Source Traceability: From Answer Back to Passage
Every answer Anatypical generates is anchored to specific document passages and entities via persistent Neo4j graph edges — surviving re-ingestion, entity merges, and session restarts.
Overview
Every answer Anatypical generates is anchored to the specific document passages and entities that informed it. This traceability chain is stored persistently in Neo4j as graph edges — surviving document re-ingestion, entity merges, and session restarts.
Each answer is stored as a MemoryNode with two kinds of links. An ABOUT edge connects it to each entity that was discussed, and each of those entities is in turn linked — via HAS_ENTITY — to the chunk it was extracted from. A SOURCED_FROM edge connects the answer to the source document, which is linked via HAS_CHUNK to the exact passage used.
Chunk-Level Attribution
HAS_ENTITY Edges (Ingestion)
During extract_graph_task, every entity extracted by GLiNER is linked not just to its parent TextNode, but to the specific ChunkNode it was extracted from:
During ingestion, every entity GLiNER extracts is linked not just to its parent document but to the specific chunk it came from — the system matches the chunk at the right index and merges a HAS_ENTITY edge between that chunk and the entity.
Compression Robustness
When compress_entities_llm() merges alias entities into a canonical entity, HAS_ENTITY edges from ChunkNodes are redirected to the canonical entity before aliases are deleted. ChunkNode attribution survives entity compression.
Retrieval-Time Traceability
_retrieve_user_entities() returns explicit source IDs alongside every result:
At retrieval time, the system returns explicit source identifiers alongside every result: the IDs of all entities involved (both the seed entities and those reached through canonical-relation expansion), the parent document IDs of every returned chunk, and the chunks themselves with their text and relevance scores.
These fields travel through the LangGraph workflow and are consumed by generate_answer_node to create the MemoryNode.
MemoryNode Anchoring
After generating an answer, generate_answer_node writes a MemoryNode with two types of provenance edges:
ABOUT → Entity
For provenance, the answer's MemoryNode is linked to each contributing entity with an ABOUT edge.
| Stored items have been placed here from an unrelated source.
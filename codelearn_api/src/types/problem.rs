//! Practice problem types returned by the `/problems` endpoints.

use std::str::FromStr;

use serde::{Deserialize, Serialize};

use super::UserSummary;

/// Numeric identifier for a problem.
pub type ProblemID = i64;

#[derive(Serialize, Deserialize, Debug, Clone)]
#[serde(rename_all = "camelCase")]
pub struct Problem {
    pub id: ProblemID,
    pub title: String,
    #[serde(default)]
    pub slug: String,
    #[serde(default)]
    pub description: String,
    #[serde(default)]
    pub time_limit_ms: i64,
    #[serde(default)]
    pub memory_limit_kb: i64,
    pub difficulty: Difficulty,
    pub created_by: Option<UserSummary>,
    #[serde(default)]
    pub is_public: bool,
    #[serde(default)]
    pub created_at: String,
    #[serde(default)]
    pub updated_at: String,
    #[serde(default)]
    pub testcases: Vec<Testcase>,
}

#[derive(Serialize, Deserialize, Debug, Clone)]
#[serde(rename_all = "camelCase")]
pub struct Testcase {
    pub id: i64,
    pub input: String,
    pub expected_output: String,
    #[serde(default)]
    pub is_sample: bool,
    pub position: i64,
}

/// Problem difficulty. Serialized lowercase, which is also its query-string form.
#[derive(Serialize, Deserialize, Debug, Clone, Copy, PartialEq, Eq, Hash)]
#[serde(rename_all = "lowercase")]
pub enum Difficulty {
    Easy,
    Medium,
    Hard,
}

impl Difficulty {
    pub const ALL: [Difficulty; 3] = [Difficulty::Easy, Difficulty::Medium, Difficulty::Hard];
}

impl std::fmt::Display for Difficulty {
    fn fmt(&self, f: &mut std::fmt::Formatter<'_>) -> std::fmt::Result {
        write!(
            f,
            "{}",
            match self {
                Difficulty::Easy => "easy",
                Difficulty::Medium => "medium",
                Difficulty::Hard => "hard",
            }
        )?;
        Ok(())
    }
}

impl FromStr for Difficulty {
    type Err = ();

    fn from_str(s: &str) -> Result<Self, Self::Err> {
        match s {
            "easy" => Ok(Difficulty::Easy),
            "medium" => Ok(Difficulty::Medium),
            "hard" => Ok(Difficulty::Hard),
            _ => Err(()),
        }
    }
}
ABOUT edges use deterministic entity IDs (MD5 of name+label+space_id). They survive entity re-extraction, surface-form merges, and document re-ingestion.
SOURCED_FROM → TextNode
It is also linked to each source document with a SOURCED_FROM edge.
SOURCED_FROM edges use UUID4 TextNode IDs (stable across re-ingestion). If the TextNode is deleted, the edge is removed but the MemoryNode is preserved — conversation history remains coherent.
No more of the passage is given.